In 1851 Miner opened the Normal School for Colored Girls in Washington, D.C. This was done at a time when slavery was still legal in the U.S. Within two months the enrollment grew from 6 to 40, and, despite hostility from a portion of the community, the school prospered. Contributions from Quakers continued to arrive, and Harriet Beecher Stowe gave $1,000 of her Uncle Tom's Cabin royalties. The school was forced to move three times in its first two years, but in 1854 it settled on a 3-acre (1.2-hectare) lot with house and barn on the edge of the city.

In 1856 the school came under the care of a board of trustees, among whom were Henry Ward Beecher and Johns Hopkins. Although the school offered primary schooling and classes in domestic skills, its emphasis from the outset was on training Black women to become teachers.

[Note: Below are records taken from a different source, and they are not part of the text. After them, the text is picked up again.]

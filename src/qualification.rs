use serde::{Deserialize, Serialize};

use crate::config::QualificationPolicy;
use crate::decimal::Money;
use crate::errors::{LenderError, Result};
use crate::loan::LoanApplication;
use crate::types::{LoanStatus, Qualification};

/// result of running the eligibility rule on one application
#[derive(Debug, Clone, Copy, PartialEq, Eq, Serialize, Deserialize)]
pub struct QualificationOutcome {
    pub qualification: Qualification,
    pub loan_amount: Money,
    pub status: LoanStatus,
    pub reason: DecisionReason,
}

/// which branch of the rule decided the outcome
#[derive(Debug, Clone, Copy, PartialEq, Eq, Serialize, Deserialize)]
pub enum DecisionReason {
    DebtToIncomeTooHigh,
    CreditScoreTooLow,
    InsufficientSavings,
    MeetsAllCriteria,
}

/// engine evaluating applications against a qualification policy
pub struct QualificationEngine {
    pub policy: QualificationPolicy,
}

impl QualificationEngine {
    pub fn new(policy: QualificationPolicy) -> Self {
        Self { policy }
    }

    /// evaluate the rule; first matching branch wins
    pub fn evaluate(&self, application: &LoanApplication) -> Result<QualificationOutcome> {
        if let Some(reason) = self.denial_reason(application) {
            return Ok(QualificationOutcome {
                qualification: Qualification::NotQualified,
                loan_amount: Money::ZERO,
                status: LoanStatus::Denied,
                reason,
            });
        }

        let savings = application.savings();
        let required = self.policy.min_savings_ratio.of(application.requested_amount());

        if savings.as_decimal() < required {
            let loan_amount = savings
                .checked_mul(self.policy.savings_multiplier)
                .ok_or(LenderError::InvalidAmount {
                    amount: savings,
                    reason: format!("savings x {} overflows", self.policy.savings_multiplier),
                })?;

            return Ok(QualificationOutcome {
                qualification: Qualification::PartiallyQualified,
                loan_amount,
                status: LoanStatus::Qualified,
                reason: DecisionReason::InsufficientSavings,
            });
        }

        Ok(QualificationOutcome {
            qualification: Qualification::FullyQualified,
            loan_amount: application.requested_amount(),
            status: LoanStatus::Qualified,
            reason: DecisionReason::MeetsAllCriteria,
        })
    }

    fn denial_reason(&self, application: &LoanApplication) -> Option<DecisionReason> {
        if application.dti() >= self.policy.max_dti {
            Some(DecisionReason::DebtToIncomeTooHigh)
        } else if application.credit_score() <= self.policy.min_credit_score {
            Some(DecisionReason::CreditScoreTooLow)
        } else {
            None
        }
    }
}

impl Default for QualificationEngine {
    fn default() -> Self {
        Self::new(QualificationPolicy::default())
    }
}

Miner's School was closed during the Civil War. The school was eventually reopened after her death and merged with other local institutions to become the University of the District of Columbia.

Miner guided the school through its fruitful early years but had to lessen her connection because of failing health. In 1857, Emily Howland took over leadership of the school and in 1861 Miner went to California in an attempt to regain her health. A carriage accident in 1864 ended that hope and Miner died shortly after her return to Washington, D.C. She is buried in Oak Hill Cemetery in Georgetown, Washington, D.C.
==Legacy==
Miner Elementary School in Washington, D.C., is named in her honor.

Miner was a 2013 Inductee into the National Abolition Hall of Fame in Peterboro, New York.